▶ WHAT TO WORK ON
Print the listing exactly, but only as far as the line containing "use serde_json::Value as Json;". The first line and that line are both included.

☆ ☆ ☆

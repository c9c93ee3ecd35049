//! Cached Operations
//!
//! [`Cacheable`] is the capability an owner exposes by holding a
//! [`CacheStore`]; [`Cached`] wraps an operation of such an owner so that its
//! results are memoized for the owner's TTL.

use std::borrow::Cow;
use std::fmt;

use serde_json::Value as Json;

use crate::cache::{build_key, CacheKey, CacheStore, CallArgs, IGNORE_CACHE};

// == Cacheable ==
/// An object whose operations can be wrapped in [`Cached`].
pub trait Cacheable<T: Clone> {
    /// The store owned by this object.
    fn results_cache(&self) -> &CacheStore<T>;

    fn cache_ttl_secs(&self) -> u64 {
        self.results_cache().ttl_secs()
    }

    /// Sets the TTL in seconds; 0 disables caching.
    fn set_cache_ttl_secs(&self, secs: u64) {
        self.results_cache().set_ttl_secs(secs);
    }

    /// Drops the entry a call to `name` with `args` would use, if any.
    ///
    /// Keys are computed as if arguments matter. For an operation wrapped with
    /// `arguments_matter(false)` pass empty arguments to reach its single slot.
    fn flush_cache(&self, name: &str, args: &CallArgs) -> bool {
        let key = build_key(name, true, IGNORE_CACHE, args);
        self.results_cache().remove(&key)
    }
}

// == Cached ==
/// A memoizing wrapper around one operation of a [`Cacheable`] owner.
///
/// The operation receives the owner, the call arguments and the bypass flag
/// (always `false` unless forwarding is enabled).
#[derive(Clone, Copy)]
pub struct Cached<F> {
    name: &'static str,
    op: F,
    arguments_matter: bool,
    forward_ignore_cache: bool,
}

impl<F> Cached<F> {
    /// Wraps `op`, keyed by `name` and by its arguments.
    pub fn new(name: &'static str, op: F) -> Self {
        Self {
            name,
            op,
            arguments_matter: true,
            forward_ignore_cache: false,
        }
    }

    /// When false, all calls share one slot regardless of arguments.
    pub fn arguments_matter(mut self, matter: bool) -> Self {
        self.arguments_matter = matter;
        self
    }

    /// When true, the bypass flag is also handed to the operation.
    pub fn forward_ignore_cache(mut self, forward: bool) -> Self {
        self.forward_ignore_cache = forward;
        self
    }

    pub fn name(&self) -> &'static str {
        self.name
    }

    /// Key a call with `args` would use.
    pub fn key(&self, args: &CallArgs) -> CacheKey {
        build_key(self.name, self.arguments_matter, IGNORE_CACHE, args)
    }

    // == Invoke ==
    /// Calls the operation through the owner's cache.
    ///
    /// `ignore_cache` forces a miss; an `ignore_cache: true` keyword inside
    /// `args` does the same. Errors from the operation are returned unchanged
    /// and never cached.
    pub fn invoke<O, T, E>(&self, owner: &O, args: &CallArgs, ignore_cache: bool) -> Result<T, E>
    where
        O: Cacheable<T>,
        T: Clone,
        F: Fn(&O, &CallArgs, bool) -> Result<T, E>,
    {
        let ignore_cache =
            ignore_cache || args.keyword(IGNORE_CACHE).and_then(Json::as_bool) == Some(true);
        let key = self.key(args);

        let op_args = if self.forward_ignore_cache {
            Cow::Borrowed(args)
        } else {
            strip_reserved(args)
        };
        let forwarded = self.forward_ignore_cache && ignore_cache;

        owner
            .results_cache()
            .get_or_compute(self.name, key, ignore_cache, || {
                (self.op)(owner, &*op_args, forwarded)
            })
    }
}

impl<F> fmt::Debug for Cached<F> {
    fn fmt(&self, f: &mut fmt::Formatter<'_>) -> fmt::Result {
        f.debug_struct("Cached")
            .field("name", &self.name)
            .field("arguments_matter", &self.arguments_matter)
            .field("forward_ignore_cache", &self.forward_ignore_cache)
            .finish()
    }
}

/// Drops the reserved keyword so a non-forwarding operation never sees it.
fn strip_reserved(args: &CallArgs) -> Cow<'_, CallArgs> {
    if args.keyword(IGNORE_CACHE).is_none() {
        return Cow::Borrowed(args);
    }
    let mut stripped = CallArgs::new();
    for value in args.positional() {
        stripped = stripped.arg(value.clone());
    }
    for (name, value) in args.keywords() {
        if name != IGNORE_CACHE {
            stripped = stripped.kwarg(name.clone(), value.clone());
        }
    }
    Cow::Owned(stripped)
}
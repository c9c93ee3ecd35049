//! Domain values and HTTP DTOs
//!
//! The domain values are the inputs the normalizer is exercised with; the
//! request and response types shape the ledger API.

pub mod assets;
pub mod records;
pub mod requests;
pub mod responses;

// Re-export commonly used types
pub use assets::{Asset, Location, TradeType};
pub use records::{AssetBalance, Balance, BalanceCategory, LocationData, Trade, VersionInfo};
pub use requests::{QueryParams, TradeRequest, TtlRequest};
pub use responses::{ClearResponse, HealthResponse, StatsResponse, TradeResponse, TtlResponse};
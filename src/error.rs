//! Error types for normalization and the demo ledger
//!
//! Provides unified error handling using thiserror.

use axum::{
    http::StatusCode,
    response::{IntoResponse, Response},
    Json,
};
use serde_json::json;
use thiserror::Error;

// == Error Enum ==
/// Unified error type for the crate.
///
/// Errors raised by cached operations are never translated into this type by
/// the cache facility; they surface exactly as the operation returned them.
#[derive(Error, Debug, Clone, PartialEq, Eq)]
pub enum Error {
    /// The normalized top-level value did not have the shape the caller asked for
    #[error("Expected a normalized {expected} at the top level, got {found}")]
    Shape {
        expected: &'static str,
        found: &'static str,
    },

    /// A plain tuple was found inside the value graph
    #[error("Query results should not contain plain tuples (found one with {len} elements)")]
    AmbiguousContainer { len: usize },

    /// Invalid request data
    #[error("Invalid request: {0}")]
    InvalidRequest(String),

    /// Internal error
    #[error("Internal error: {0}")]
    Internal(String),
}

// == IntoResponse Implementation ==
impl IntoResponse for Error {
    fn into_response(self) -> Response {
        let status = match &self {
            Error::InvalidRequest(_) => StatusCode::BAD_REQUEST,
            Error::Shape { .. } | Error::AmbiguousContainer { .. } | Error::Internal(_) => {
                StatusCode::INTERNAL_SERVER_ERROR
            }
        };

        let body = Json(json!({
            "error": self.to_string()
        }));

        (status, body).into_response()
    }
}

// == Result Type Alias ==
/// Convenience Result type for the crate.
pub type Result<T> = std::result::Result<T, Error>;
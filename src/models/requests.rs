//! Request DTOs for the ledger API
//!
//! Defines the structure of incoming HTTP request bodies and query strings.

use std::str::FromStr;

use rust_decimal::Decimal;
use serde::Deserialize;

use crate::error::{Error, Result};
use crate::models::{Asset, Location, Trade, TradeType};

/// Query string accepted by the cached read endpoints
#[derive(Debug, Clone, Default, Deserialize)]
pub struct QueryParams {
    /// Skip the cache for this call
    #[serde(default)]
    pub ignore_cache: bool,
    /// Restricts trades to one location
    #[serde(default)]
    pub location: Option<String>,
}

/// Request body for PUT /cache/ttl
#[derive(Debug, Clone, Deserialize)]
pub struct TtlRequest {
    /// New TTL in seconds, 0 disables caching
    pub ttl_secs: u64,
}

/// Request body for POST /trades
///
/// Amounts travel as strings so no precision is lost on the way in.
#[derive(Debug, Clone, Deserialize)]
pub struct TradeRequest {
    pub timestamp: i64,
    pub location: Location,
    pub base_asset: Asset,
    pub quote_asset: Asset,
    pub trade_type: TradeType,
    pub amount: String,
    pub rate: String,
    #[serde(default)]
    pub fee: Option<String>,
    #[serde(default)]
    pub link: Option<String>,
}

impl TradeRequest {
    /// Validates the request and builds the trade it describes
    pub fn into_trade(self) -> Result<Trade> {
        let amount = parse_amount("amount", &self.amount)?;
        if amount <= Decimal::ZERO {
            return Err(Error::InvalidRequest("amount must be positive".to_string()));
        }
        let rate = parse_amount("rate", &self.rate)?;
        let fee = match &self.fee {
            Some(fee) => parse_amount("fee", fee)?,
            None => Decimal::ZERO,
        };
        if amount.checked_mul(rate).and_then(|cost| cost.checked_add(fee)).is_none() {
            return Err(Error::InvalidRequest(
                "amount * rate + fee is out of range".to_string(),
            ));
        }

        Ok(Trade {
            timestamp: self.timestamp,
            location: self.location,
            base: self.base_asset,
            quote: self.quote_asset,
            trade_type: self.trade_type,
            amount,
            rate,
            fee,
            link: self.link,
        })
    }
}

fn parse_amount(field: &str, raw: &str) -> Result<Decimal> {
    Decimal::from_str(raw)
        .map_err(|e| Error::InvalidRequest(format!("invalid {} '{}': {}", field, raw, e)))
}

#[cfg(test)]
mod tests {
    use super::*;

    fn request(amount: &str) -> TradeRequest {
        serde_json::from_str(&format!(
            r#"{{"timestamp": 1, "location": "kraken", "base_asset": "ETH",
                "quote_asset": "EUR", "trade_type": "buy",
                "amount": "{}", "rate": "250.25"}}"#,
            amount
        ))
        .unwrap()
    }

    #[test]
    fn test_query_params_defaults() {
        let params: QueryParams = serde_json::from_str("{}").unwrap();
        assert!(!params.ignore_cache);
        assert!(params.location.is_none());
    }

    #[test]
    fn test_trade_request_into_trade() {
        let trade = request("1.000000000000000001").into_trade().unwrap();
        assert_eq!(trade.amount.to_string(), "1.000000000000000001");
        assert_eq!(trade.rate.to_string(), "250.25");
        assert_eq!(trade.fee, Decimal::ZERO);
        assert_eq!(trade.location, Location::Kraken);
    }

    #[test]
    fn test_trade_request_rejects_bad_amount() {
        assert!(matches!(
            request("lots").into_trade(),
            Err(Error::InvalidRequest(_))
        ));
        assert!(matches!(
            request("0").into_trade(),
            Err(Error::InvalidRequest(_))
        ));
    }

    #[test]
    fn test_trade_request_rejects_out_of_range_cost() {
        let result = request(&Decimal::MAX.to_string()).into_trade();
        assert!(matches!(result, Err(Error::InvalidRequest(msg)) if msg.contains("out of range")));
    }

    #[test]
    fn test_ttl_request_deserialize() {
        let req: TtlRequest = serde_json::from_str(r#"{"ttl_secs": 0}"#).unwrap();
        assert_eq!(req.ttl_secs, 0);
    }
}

☆ ☆ ☆

▶ ANSWER TO THE PROBLEM
repository c9c93ee3ecd35049
//! Cached Operations
//!
//! [`Cacheable`] is the capability an owner exposes by holding a
//! [`CacheStore`]; [`Cached`] wraps an operation of such an owner so that its
//! results are memoized for the owner's TTL.

use std::borrow::Cow;
use std::fmt;

use serde_json::Value as Json;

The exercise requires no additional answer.